While you're here nobody, you're just who I wanted to talk to, because despite Netflix relentlessly pushing their original Christmas content, nobody watched The Christmas Chronicles... Almost nobody... anyway Dad said he heard good reviews for it, so I watched the whole thing and it is BIZARREIt's targeted more at kids and families with young kids, which Dad would have seen if he'd read any reviews for it! Regardless, I want to talk about some of the things I found really interesting about the movie.




The movie is set in 2018. (Yes, I'm doing a movie review for a Netflix Original now. It's my blog; I can write about whatever I want. Yes, that was an appropriate placement of a semicolon. Now stop interrupting me)

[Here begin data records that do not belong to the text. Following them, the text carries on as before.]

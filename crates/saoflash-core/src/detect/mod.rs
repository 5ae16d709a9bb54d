//! CH340 serial port detection
//!
//! Each platform exposes USB-serial adapters differently, so detection is
//! dispatched on [`Platform`]:
//!
//! - Linux: `/dev/ttyUSB*` nodes, confirmed through `udevadm` metadata
//! - macOS: `/dev/tty.wchusbserial*` and `/dev/cu.wchusbserial*` nodes
//! - Windows: COM ports reported by `wmic path Win32_SerialPort`
//!
//! All filesystem and tool access goes through [`SystemProbe`], which keeps
//! the matching logic testable on any host.

mod linux;
mod macos;
mod windows;

pub use linux::{detect_linux, LINUX_ID_MARKERS, LINUX_NODE_PREFIX};
pub use macos::{detect_macos, MACOS_NODE_PREFIXES};
pub use windows::{detect_windows, find_com_port};

use crate::platform::Platform;
use std::ffi::OsString;
use std::io;
use std::path::Path;
use std::process::{Command, Stdio};

/// Read-only access to the host used by the detectors
pub trait SystemProbe {
    /// Names of the entries in `dir`
    fn list_dir(&self, dir: &Path) -> io::Result<Vec<String>>;

    /// Run `program` with `args` and return its standard output
    ///
    /// Fails when the program cannot be started or exits non-zero.
    fn query(&self, program: &str, args: &[&str]) -> io::Result<String>;
}

/// [`SystemProbe`] backed by the real filesystem and process table
#[derive(Debug, Default, Clone, Copy)]
pub struct HostProbe;

impl SystemProbe for HostProbe {
    fn list_dir(&self, dir: &Path) -> io::Result<Vec<String>> {
        let entries = std::fs::read_dir(dir)?.map(|entry| entry.map(|e| e.file_name()));
        Ok(readable_names(entries))
    }

    fn query(&self, program: &str, args: &[&str]) -> io::Result<String> {
        log::trace!("Running {} {}", program, args.join(" "));
        let output = Command::new(program)
            .args(args)
            .stdin(Stdio::null())
            .stderr(Stdio::null())
            .output()?;

        if !output.status.success() {
            return Err(io::Error::other(format!(
                "{} exited with {}",
                program, output.status
            )));
        }

        Ok(String::from_utf8_lossy(&output.stdout).into_owned())
    }
}

/// Entry names that could be read and are valid UTF-8
///
/// One unreadable entry (e.g. a node that vanished mid-listing) is skipped
/// rather than discarding the whole listing.
fn readable_names<I>(entries: I) -> Vec<String>
where
    I: IntoIterator<Item = io::Result<OsString>>,
{
    entries
        .into_iter()
        .filter_map(|entry| match entry {
            Ok(name) => name.into_string().ok(),
            Err(e) => {
                log::debug!("Skipping unreadable directory entry: {}", e);
                None
            }
        })
        .collect()
}

/// Something that can name the serial port to program through
pub trait PortDetector {
    /// Look for a port; `None` when nothing suitable is attached
    fn detect(&mut self) -> Option<String>;
}

/// Platform-dispatched detector
#[derive(Debug, Clone)]
pub struct SystemDetector<P: SystemProbe = HostProbe> {
    platform: Platform,
    probe: P,
}

impl SystemDetector<HostProbe> {
    /// Detector for the platform this binary runs on
    pub fn host() -> Self {
        Self::new(Platform::current(), HostProbe)
    }
}

impl<P: SystemProbe> SystemDetector<P> {
    /// Create a detector for `platform` using `probe` for system access
    pub fn new(platform: Platform, probe: P) -> Self {
        Self { platform, probe }
    }

    /// Platform this detector dispatches on
    pub fn platform(&self) -> Platform {
        self.platform
    }
}

impl<P: SystemProbe> PortDetector for SystemDetector<P> {
    fn detect(&mut self) -> Option<String> {
        let port = match self.platform {
            Platform::Linux => detect_linux(&self.probe),
            Platform::MacOs => detect_macos(&self.probe),
            Platform::Windows => detect_windows(&self.probe),
            Platform::Other => {
                log::debug!("No port detection available on this platform");
                None
            }
        };
        log::debug!("Detection on {}: {:?}", self.platform, port);
        port
    }
}

/// Detector that always returns the port the operator named
#[derive(Debug, Clone, PartialEq, Eq)]
pub struct FixedPort(pub String);

impl PortDetector for FixedPort {
    fn detect(&mut self) -> Option<String> {
        Some(self.0.clone())
    }
}

/// Full paths of the entries in `dir` whose name starts with `prefix`
///
/// Results are sorted so detection is stable across calls. An unreadable
/// directory yields no candidates.
pub(crate) fn matching_nodes<P: SystemProbe + ?Sized>(
    probe: &P,
    dir: &str,
    prefix: &str,
) -> Vec<String> {
    let names = match probe.list_dir(Path::new(dir)) {
        Ok(names) => names,
        Err(e) => {
            log::debug!("Cannot list {}: {}", dir, e);
            return Vec::new();
        }
    };

    let mut nodes: Vec<String> = names
        .into_iter()
        .filter(|name| name.starts_with(prefix))
        .map(|name| format!("{}/{}", dir.trim_end_matches('/'), name))
        .collect();
    nodes.sort();
    nodes
}
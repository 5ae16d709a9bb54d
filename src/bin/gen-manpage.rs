//! Man page generator for saoflash
//!
//! Usage: cargo run --bin gen-manpage -- [output-dir]

use clap::CommandFactory;
use std::fs;
use std::path::PathBuf;

#[path = "../cli.rs"]
#[allow(dead_code)]
mod cli;

fn main() -> std::io::Result<()> {
    let output_dir = std::env::args()
        .nth(1)
        .map(PathBuf::from)
        .unwrap_or_else(|| PathBuf::from("man"));

    fs::create_dir_all(&output_dir)?;

    let man = clap_mangen::Man::new(cli::Cli::command());
    let mut buffer = Vec::new();
    man.render(&mut buffer)?;

    let output_path = output_dir.join("saoflash.1");
    fs::write(&output_path, buffer)?;

    println!("Man page generated at: {}", output_path.display());
    println!("\nTo view the man page:");
    println!("  man -l {}", output_path.display());

    Ok(())
}
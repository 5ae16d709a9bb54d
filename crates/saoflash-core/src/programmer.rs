//! External programmer tool invocation
//!
//! saoflash does not talk UPDI itself. It hands every step to a
//! `pymcuprog`-compatible tool using a fixed argument vocabulary:
//!
//! ```text
//! pymcuprog ping  -t uart -u <port> -d attiny1616
//! pymcuprog erase -t uart -u <port> -d attiny1616
//! pymcuprog write -t uart -u <port> -d attiny1616 -f <firmware.hex>
//! ```

use crate::firmware::Firmware;
use std::fmt;

/// Default programmer executable
pub const DEFAULT_TOOL: &str = "pymcuprog";

/// Default target device profile
pub const DEFAULT_DEVICE: &str = "attiny1616";

/// Transport selector; the badges are programmed over serial UPDI
pub const TRANSPORT: &str = "uart";

/// Programmer sub-commands used by the flash cycle
#[derive(Debug, Clone, Copy, PartialEq, Eq)]
pub enum Action {
    /// Check that the target answers
    Ping,
    /// Chip erase
    Erase,
    /// Program the firmware image
    Write,
}

impl Action {
    /// Sub-command name, also used as the label shown to the operator
    pub fn name(self) -> &'static str {
        match self {
            Action::Ping => "ping",
            Action::Erase => "erase",
            Action::Write => "write",
        }
    }
}

impl fmt::Display for Action {
    fn fmt(&self, f: &mut fmt::Formatter<'_>) -> fmt::Result {
        f.write_str(self.name())
    }
}

/// Which tool to run and which part it should target
#[derive(Debug, Clone, PartialEq, Eq)]
pub struct ProgrammerConfig {
    /// Executable name or path
    pub tool: String,
    /// Device profile passed with `-d`
    pub device: String,
}

impl Default for ProgrammerConfig {
    fn default() -> Self {
        Self {
            tool: DEFAULT_TOOL.to_string(),
            device: DEFAULT_DEVICE.to_string(),
        }
    }
}

impl ProgrammerConfig {
    /// Use a different programmer executable
    pub fn with_tool(mut self, tool: impl Into<String>) -> Self {
        self.tool = tool.into();
        self
    }

    /// Target a different device profile
    pub fn with_device(mut self, device: impl Into<String>) -> Self {
        self.device = device.into();
        self
    }

    /// Full argument vector (tool first) for `action` against `port`
    pub fn command(&self, action: Action, port: &str, firmware: &Firmware) -> Vec<String> {
        let mut argv = vec![
            self.tool.clone(),
            action.name().to_string(),
            "-t".to_string(),
            TRANSPORT.to_string(),
            "-u".to_string(),
            port.to_string(),
            "-d".to_string(),
            self.device.clone(),
        ];
        if action == Action::Write {
            argv.push("-f".to_string());
            argv.push(firmware.as_arg());
        }
        argv
    }
}

#[cfg(test)]
mod tests {
    use super::*;
    use std::fs::File;

    fn firmware() -> (tempfile::TempDir, Firmware) {
        let dir = tempfile::tempdir().unwrap();
        let path = dir.path().join("sao.hex");
        File::create(&path).unwrap();
        let firmware = Firmware::from_path(&path).unwrap();
        (dir, firmware)
    }

    #[test]
    fn test_ping_and_erase_templates() {
        let (_dir, fw) = firmware();
        let config = ProgrammerConfig::default();

        assert_eq!(
            config.command(Action::Ping, "/dev/ttyUSB0", &fw),
            ["pymcuprog", "ping", "-t", "uart", "-u", "/dev/ttyUSB0", "-d", "attiny1616"]
        );
        assert_eq!(
            config.command(Action::Erase, "COM5", &fw),
            ["pymcuprog", "erase", "-t", "uart", "-u", "COM5", "-d", "attiny1616"]
        );
    }

    #[test]
    fn test_write_template_appends_firmware() {
        let (_dir, fw) = firmware();
        let argv = ProgrammerConfig::default().command(Action::Write, "/dev/ttyUSB1", &fw);

        assert_eq!(argv.len(), 10);
        assert_eq!(argv[1], "write");
        assert_eq!(argv[8], "-f");
        assert_eq!(argv[9], fw.as_arg());
    }

    #[test]
    fn test_custom_tool_and_device() {
        let (_dir, fw) = firmware();
        let config = ProgrammerConfig::default()
            .with_tool("/opt/venv/bin/pymcuprog")
            .with_device("attiny3216");
        let argv = config.command(Action::Ping, "COM3", &fw);

        assert_eq!(argv[0], "/opt/venv/bin/pymcuprog");
        assert_eq!(argv[7], "attiny3216");
    }

    #[test]
    fn test_action_labels() {
        assert_eq!(Action::Ping.to_string(), "ping");
        assert_eq!(Action::Erase.to_string(), "erase");
        assert_eq!(Action::Write.to_string(), "write");
    }
}
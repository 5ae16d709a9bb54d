//! Error types for saoflash-core

use std::path::PathBuf;
use thiserror::Error;

/// Problems with the firmware image argument
#[derive(Debug, Error)]
pub enum FirmwareError {
    /// The path does not end in the required extension
    #[error("Firmware path must end in {extension}: {path}")]
    BadExtension {
        path: PathBuf,
        extension: &'static str,
    },

    /// The path does not name an existing regular file
    #[error("File not found: {}", .0.display())]
    NotFound(PathBuf),
}

/// Errors that end the interactive flash cycle
///
/// Detection and programmer failures never show up here; they are reported
/// to the operator and retried. Only losing the operator's terminal stops
/// the loop.
#[derive(Debug, Error)]
pub enum CycleError {
    /// The interactive input stream reached end of file
    #[error("Input stream closed while waiting for the operator")]
    InputClosed,

    /// Reading operator input or writing a message failed
    #[error("I/O error: {0}")]
    Io(#[from] std::io::Error),
}

/// Result type for firmware validation
pub type FirmwareResult<T> = std::result::Result<T, FirmwareError>;

/// Result type for the flash cycle
pub type Result<T> = std::result::Result<T, CycleError>;
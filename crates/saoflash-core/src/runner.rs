//! Running external commands
//!
//! The programmer tool writes its own progress and diagnostics, so output is
//! never captured: the child inherits our stdin, stdout and stderr. The only
//! thing we look at is the exit status.

use std::io::{self, Write};
use std::process::Command;

/// Runs an external command and reports whether it succeeded
pub trait CommandRunner {
    /// Print `label`, run `argv[0]` with the remaining arguments, and return
    /// `true` only if it exited with status zero
    ///
    /// Failures to start the command count as failures and are not
    /// propagated.
    fn run(&mut self, label: &str, argv: &[String]) -> bool;
}

/// [`CommandRunner`] that spawns real processes
///
/// Labels and error lines go to `out`; the child writes straight to the
/// inherited terminal.
#[derive(Debug)]
pub struct ProcessRunner<W = io::Stdout> {
    out: W,
}

impl ProcessRunner<io::Stdout> {
    /// Runner reporting on stdout
    pub fn stdout() -> Self {
        Self::new(io::stdout())
    }
}

impl<W: Write> ProcessRunner<W> {
    pub fn new(out: W) -> Self {
        Self { out }
    }

    /// Give back the output sink
    pub fn into_inner(self) -> W {
        self.out
    }

    fn spawn(label: &str, argv: &[String]) -> bool {
        let Some((program, args)) = argv.split_first() else {
            log::error!("No command given for {}", label);
            return false;
        };

        log::debug!("Running: {}", argv.join(" "));
        match Command::new(program).args(args).status() {
            Ok(status) => {
                log::debug!("{} exited with {}", program, status);
                status.success()
            }
            Err(e) => {
                log::error!("Failed to run {}: {}", program, e);
                false
            }
        }
    }
}

impl<W: Write> CommandRunner for ProcessRunner<W> {
    fn run(&mut self, label: &str, argv: &[String]) -> bool {
        // Output errors do not affect the command result
        writeln!(self.out, "{}", label).ok();
        self.out.flush().ok();

        let ok = Self::spawn(label, argv);
        if !ok {
            writeln!(self.out, "Error during: {}", label).ok();
        }
        ok
    }
}

/// [`CommandRunner`] that only prints what it would run
///
/// Every command reports success, so the cycle goes all the way through.
#[derive(Debug)]
pub struct DryRunRunner<W = io::Stdout> {
    out: W,
}

impl DryRunRunner<io::Stdout> {
    pub fn stdout() -> Self {
        Self::new(io::stdout())
    }
}

impl<W: Write> DryRunRunner<W> {
    pub fn new(out: W) -> Self {
        Self { out }
    }

    pub fn into_inner(self) -> W {
        self.out
    }
}

impl<W: Write> CommandRunner for DryRunRunner<W> {
    fn run(&mut self, label: &str, argv: &[String]) -> bool {
        writeln!(self.out, "{}", label).ok();
        writeln!(self.out, "  would run: {}", argv.join(" ")).ok();
        true
    }
}
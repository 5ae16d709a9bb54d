//! CLI argument parsing

use clap::Parser;
use saoflash_core::programmer::{DEFAULT_DEVICE, DEFAULT_TOOL};
use std::path::PathBuf;

/// Usage synopsis, shared by clap's diagnostics and our own argument errors
pub const USAGE_LINE: &str = "saoflash [OPTIONS] [--] <FIRMWARE.hex>";

#[derive(Parser, Debug)]
#[command(name = "saoflash")]
#[command(
    author,
    version,
    about = "Find a CH340 adapter and flash an ATtiny1616 over UART, one badge after another",
    long_about = None,
    override_usage = USAGE_LINE
)]
pub struct Cli {
    /// Verbosity level (-v, -vv)
    #[arg(short, long, action = clap::ArgAction::Count)]
    pub verbose: u8,

    /// Programmer executable (pymcuprog compatible)
    #[arg(long, default_value = DEFAULT_TOOL)]
    pub tool: String,

    /// Target device profile
    #[arg(short, long, default_value = DEFAULT_DEVICE)]
    pub device: String,

    /// Serial port to use instead of auto-detecting a CH340
    #[arg(short, long)]
    pub port: Option<String>,

    /// Print programmer commands instead of running them
    #[arg(long)]
    pub dry_run: bool,

    /// Firmware image in Intel HEX format (*.hex); put `--` before paths starting with '-'
    pub firmware: PathBuf,
}
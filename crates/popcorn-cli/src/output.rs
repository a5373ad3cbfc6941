use clap::ValueEnum;
use comfy_table::Table;
use owo_colors::OwoColorize;
use serde_json::json;

#[derive(Debug, Clone, Copy, PartialEq, Eq, ValueEnum)]
pub enum OutputFormat {
    Human,
    Json,
    #[value(name = "json-pretty")]
    JsonPretty,
}

pub struct Output {
    format: OutputFormat,
    quiet: bool,
}

impl Output {
    pub fn new(format: OutputFormat, quiet: bool) -> Self {
        Self { format, quiet }
    }

    pub fn is_human(&self) -> bool {
        self.format == OutputFormat::Human
    }

    pub fn is_quiet(&self) -> bool {
        self.quiet
    }

    pub fn success(&self, msg: impl AsRef<str>) {
        if self.quiet {
            return;
        }
        match self.format {
            OutputFormat::Human => println!("{} {}", "✓".green(), msg.as_ref()),
            _ => self.print_json(&json!({ "type": "success", "message": msg.as_ref() })),
        }
    }

    /// Always shown, even in quiet mode
    pub fn error(&self, msg: impl AsRef<str>) {
        match self.format {
            OutputFormat::Human => eprintln!("{} {}", "✗".red(), msg.as_ref()),
            _ => self.print_json(&json!({ "type": "error", "message": msg.as_ref() })),
        }
    }

    pub fn info(&self, msg: impl AsRef<str>) {
        if self.quiet {
            return;
        }
        match self.format {
            OutputFormat::Human => println!("{}", msg.as_ref()),
            _ => self.print_json(&json!({ "type": "info", "message": msg.as_ref() })),
        }
    }

    pub fn warn(&self, msg: impl AsRef<str>) {
        if self.quiet {
            return;
        }
        match self.format {
            OutputFormat::Human => println!("{} {}", "⚠".yellow(), msg.as_ref()),
            _ => self.print_json(&json!({ "type": "warning", "message": msg.as_ref() })),
        }
    }

    /// Print a table in human mode; structured modes use `json` instead
    pub fn table(&self, table: &Table) {
        if self.quiet || !self.is_human() {
            return;
        }
        println!("{}", table);
    }

    pub fn json(&self, data: &serde_json::Value) {
        if self.quiet && !self.is_human() {
            return;
        }
        self.print_json(data);
    }

    fn print_json(&self, data: &serde_json::Value) {
        match self.format {
            OutputFormat::Json => println!("{}", serde_json::to_string(data).unwrap_or_default()),
            OutputFormat::JsonPretty => {
                println!("{}", serde_json::to_string_pretty(data).unwrap_or_default())
            }
            OutputFormat::Human => println!("{}", data),
        }
    }
}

Also, minor spoilers ahead but it's a freaking Netflix original Christmas movie I'm not going to ruin anything.

remember to put page break here:






All I Want for Christmas
is an underrated classic
The movie is set in 2018. I know because it's brought up 3 times in the first 5 minutes. We follow the Gen Z versions of the siblings from All I Want for Christmas as the attempt to capture Santa on video. They stumble into the plot of the second half of Elf (Santa crashed his sleigh, now they must save Christmas by singing yatayata) with a little help from portals, tech/magic devices borrowed from The Santa Clause Trilogy, and the elves made from 2016's Trolls crossbreeding with these eyesores:
Don't care to look up what this movie was called.


This movie did more borrowing from other currently popular Christmas movies, than I've ever seen in a Christmas movie. That might sound like a complaint, but it's really not. It was just shocking to me because this movie was borrowing from MY holiday classics to hopefully become a classic for a new "generation" (I know that word doesn't mean anything and I'm way too young to call current 9-year-olds a different generation). Remember that movies like Elf didn't invent a new creative Santa either. They basically plagiarized their North Pole from Rudolph the Red Nosed 
Reindeer and their sleigh is a toned down version of the one from The Santa Clause. 
From left to right: Father Christmas/Santa,
St. Nick/Santa,
 Santa in another language probably,
regular Santa for reference.
Fun little history lesson for you.
Not to mention how everyone in America is borrowing their Santa's from a Coca Cola ad campaign that started before I was born. Santa is a public domain legend that's been part of our collective mithos for so long he's got like 50 names (none of which are Scott Calvin) and a thousand variations.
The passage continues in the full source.